L'ostéocalcine, un médicament ?
«L'ostéocalcine pourrait-elle avoir une utilité thérapeutique? Les souris qui ont une augmentation d'activité ostéocalcine permettent de poser cette question. Si l'on prend des souris K-O ESP (activité ostéocalcine accrue) et qu'on les fait manger trop, elles ne deviennent ni obèses ni diabétiques. Et si l'on détruit leurs cellules bêta, ces souris ont une insuline très basse, mais elles ne développent pas de diabète car elles ont une augmentation de la sensibilité à l'insuline. En d'autres termes, l'ostéocalcine est en amont de l'insuline et de l'adiponectine. Et d'un point de vue génétique, la surcharge pondérale et le diabète de type2, qui sont deux des manifestations du syndrome métabolique, dépendent de la présence ou de l'absence d'une hormone osseuse.

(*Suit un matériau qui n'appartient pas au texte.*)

//! # dotlink Prelude
//!
//! The types most linker embedders and custom steps need, for glob import.

// ================================================================================================
// Core Types and Error Handling
// ================================================================================================

/// The main error type for all dotlink operations
pub use crate::Error;

/// The result type used throughout dotlink
pub use crate::Result;

// ================================================================================================
// Driver
// ================================================================================================

/// Option-driven link runs and custom step registration
pub use crate::driver::{CustomStep, Driver, DriverOptions, StepRegistry};

// ================================================================================================
// Symbol Graph
// ================================================================================================

/// Graph, symbols and references
pub use crate::graph::{
    ModuleDocument, ModuleKind, Symbol, SymbolFlags, SymbolGraph, SymbolId, SymbolKind,
    SymbolRef, Visibility,
};

/// Method bodies
pub use crate::graph::{BodyReference, BodyReferenceKind, MethodBody};

// ================================================================================================
// Linker
// ================================================================================================

/// Context, pipeline and the step contract
pub use crate::linker::{LinkContext, LinkOptions, Pipeline, PipelineEdit, Step};

/// Actions, roots and optimizations
pub use crate::linker::{
    AssemblyAction, CodeOptimizations, Root, RootVisibility, TypePreserve,
};

/// Diagnostics
pub use crate::linker::{LinkerMessage, MessageCategory, MessageOrigin};

/// The built-in steps
pub use crate::linker::steps;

Le fait que, en vieillissant, on gagne du poids, et que cela survient alors que la masse osseuse diminue, semble, à la lumière de nos résultats, être plus qu'une coïncidence; c'est en partie une conséquence pathologique de la baisse de la masse osseuse avec l'âge, puisque l'os est un organe endocrine qui régule le métabolisme énergétique. Si ces observations chez la souris sont transposables chez l'homme, l'ostéocalcine devrait offrir un traitement du diabète de type2 qui remplacerait l'insuline pour la bonne raison que l'ostéocalcine, à la différence de l'insuline, augmente à la fois la sécrétion d'insuline et la sensibilité à l'insuline. Des efforts sont maintenant entrepris par une compagnie pour examiner si l'on peut développer l'ostéocalcine comme un médicament», laisse entrevoir le Pr Karsenty.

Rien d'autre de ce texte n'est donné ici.